Au sortir de l’atmosphère orageuse, oppressante, qui, parfois, accablait Vincent près de cette créature de passion, il lui semblait, à coté de Gilberte, aspirer des bouffées fraîches de printemps. Assis près d’elle dans la salle à manger de Billancourt, il se laissait gagner par une griserie d’âme semblable à celle que procure aux sens l’odeur des bois en mai, après une fine ondée. C’était la même dilatation de tout l’être, la même sensation de force épanouie et de rajeunissement, le même attendrissement sans cause, la même intensité d’espoir.
Ce déjeuner chez les Dalgrand fut gai, d’ailleurs, d’une gaieté qui n’était pas l’animation plus ou moins factice d’une réunion mondaine. Les cinq personnes assemblées là sentaient circuler entre elles, sans exception et sans obstacle, ce courant mystérieux qu’on appelle la sympathie.
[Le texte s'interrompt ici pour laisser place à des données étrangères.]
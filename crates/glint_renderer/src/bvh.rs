//! Bounding Volume Hierarchy (BVH) acceleration structure.
//!
//! A binary tree over a list's members. Each node caches the union of its
//! branches' boxes so whole subtrees are skipped when a ray misses them.

use std::cmp::Ordering;
use std::sync::Arc;

use crate::random::random_axis;
use crate::{HitRecord, Hittable, HittableList};
use glint_math::{Aabb, Interval, Ray};
use rand::RngCore;

/// BVH node.
///
/// A branch over a single object aliases that object on both sides.
pub enum BvhNode {
    /// Internal node with two children.
    Branch {
        left: Arc<dyn Hittable>,
        right: Arc<dyn Hittable>,
        bbox: Aabb,
    },
    /// Tree over an empty list.
    Empty,
}

impl BvhNode {
    /// Create a BVH over the members of a list.
    pub fn new(list: &HittableList, rng: &mut dyn RngCore) -> Self {
        Self::from_objects(list.objects().to_vec(), rng)
    }

    /// Create a BVH from a set of shared objects.
    pub fn from_objects(mut objects: Vec<Arc<dyn Hittable>>, rng: &mut dyn RngCore) -> Self {
        if objects.is_empty() {
            return BvhNode::Empty;
        }

        let node = Self::build(&mut objects, rng);
        log::debug!(
            "Built BVH over {} objects, bounds {:?}",
            objects.len(),
            node.bounding_box()
        );
        node
    }

    /// Recursive construction over a non-empty slice.
    ///
    /// Picks a random axis, orders members by the minimum of their boxes on
    /// that axis and splits at the midpoint.
    fn build(objects: &mut [Arc<dyn Hittable>], rng: &mut dyn RngCore) -> Self {
        let axis = random_axis(rng);

        let (left, right): (Arc<dyn Hittable>, Arc<dyn Hittable>) = match objects.len() {
            1 => (objects[0].clone(), objects[0].clone()),
            2 => {
                if box_compare(&objects[0], &objects[1], axis) == Ordering::Greater {
                    (objects[1].clone(), objects[0].clone())
                } else {
                    (objects[0].clone(), objects[1].clone())
                }
            }
            n => {
                objects.sort_by(|a, b| box_compare(a, b, axis));

                let (lower, upper) = objects.split_at_mut(n / 2);
                let left: Arc<dyn Hittable> = Arc::new(Self::build(lower, rng));
                let right: Arc<dyn Hittable> = Arc::new(Self::build(upper, rng));
                (left, right)
            }
        };

        let bbox = Aabb::surrounding(&left.bounding_box(), &right.bounding_box());
        BvhNode::Branch { left, right, bbox }
    }
}

/// Order two objects by the lower bound of their boxes on `axis`.
fn box_compare(a: &Arc<dyn Hittable>, b: &Arc<dyn Hittable>, axis: usize) -> Ordering {
    let a_min = a.bounding_box().axis_interval(axis).min;
    let b_min = b.bounding_box().axis_interval(axis).min;
    a_min.partial_cmp(&b_min).unwrap_or(Ordering::Equal)
}

impl Hittable for BvhNode {
    fn hit<'a>(
        &'a self,
        ray: &Ray,
        ray_t: Interval,
        rec: &mut HitRecord<'a>,
        rng: &mut dyn RngCore,
    ) -> bool {
        match self {
            BvhNode::Empty => false,

            BvhNode::Branch { left, right, bbox } => {
                if !bbox.hit(ray, ray_t) {
                    return false;
                }

                let hit_left = left.hit(ray, ray_t, rec, rng);

                // A single aliased member was already tested; a second test
                // would resample stochastic objects such as media
                if Arc::ptr_eq(left, right) {
                    return hit_left;
                }

                // Only check right up to closest hit
                let right_max = if hit_left { rec.t } else { ray_t.max };
                let hit_right = right.hit(ray, Interval::new(ray_t.min, right_max), rec, rng);

                hit_left || hit_right
            }
        }
    }

    fn bounding_box(&self) -> Aabb {
        match self {
            BvhNode::Empty => Aabb::EMPTY,
            BvhNode::Branch { bbox, .. } => *bbox,
        }
    }
}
Après un reproche amical de M. Méricourt et un premier regard un peu timide et triste de Gilberte, les torts apparents de M. de Villenoise furent parfaitement oubliés. On le traita comme un ami d’ancienne date, comme un membre inséparable de ce petit cercle intime. Lucienne eut pour lui des attentions ingénieuses. A propos d’un plat, puis en lui choisissant un cigare, elle montra qu’elle connaissait déjà quelques-uns de ses goûts. C’était prouver que Robert avait souvent parlé de lui. Cette gracieuse jeune femme disait, d’une voix douce, et sans avoir l’air d’y toucher, des choses fort spirituelles. Vincent avait les plus séduisantes qualités de causeur. Elle sut le faire briller. Tout en s’adressant à elle, il goûta la joie de fixer l’attention admirative de Gilberte. Et quelle valeur prend le plus infime succès quand on le rapporte à un seul être!
—Tu t’entendras bien avec ma petite femme, dit Dalgrand avec son air de bon géant heureux. Et il pinça gentiment l’oreille de Lucienne.—Moi, je ne cause guère. Je suis un barbare...
—Toi?... s’écria-t-elle.
Cette exclamation fut accompagnée d’un regard vers son mari, qui fit entrevoir à M. de Villenoise toute une profondeur d’ingénue adoration.
—Mais oui! reprit l’inventeur. En dehors de mon affaire... Tiens, Vincent, dans les musées des Pays-Bas, que nous avons visités, j’étais honteux de ne pas éprouver grand’chose devant les chefs-d’œuvre qui la remuaient si fort.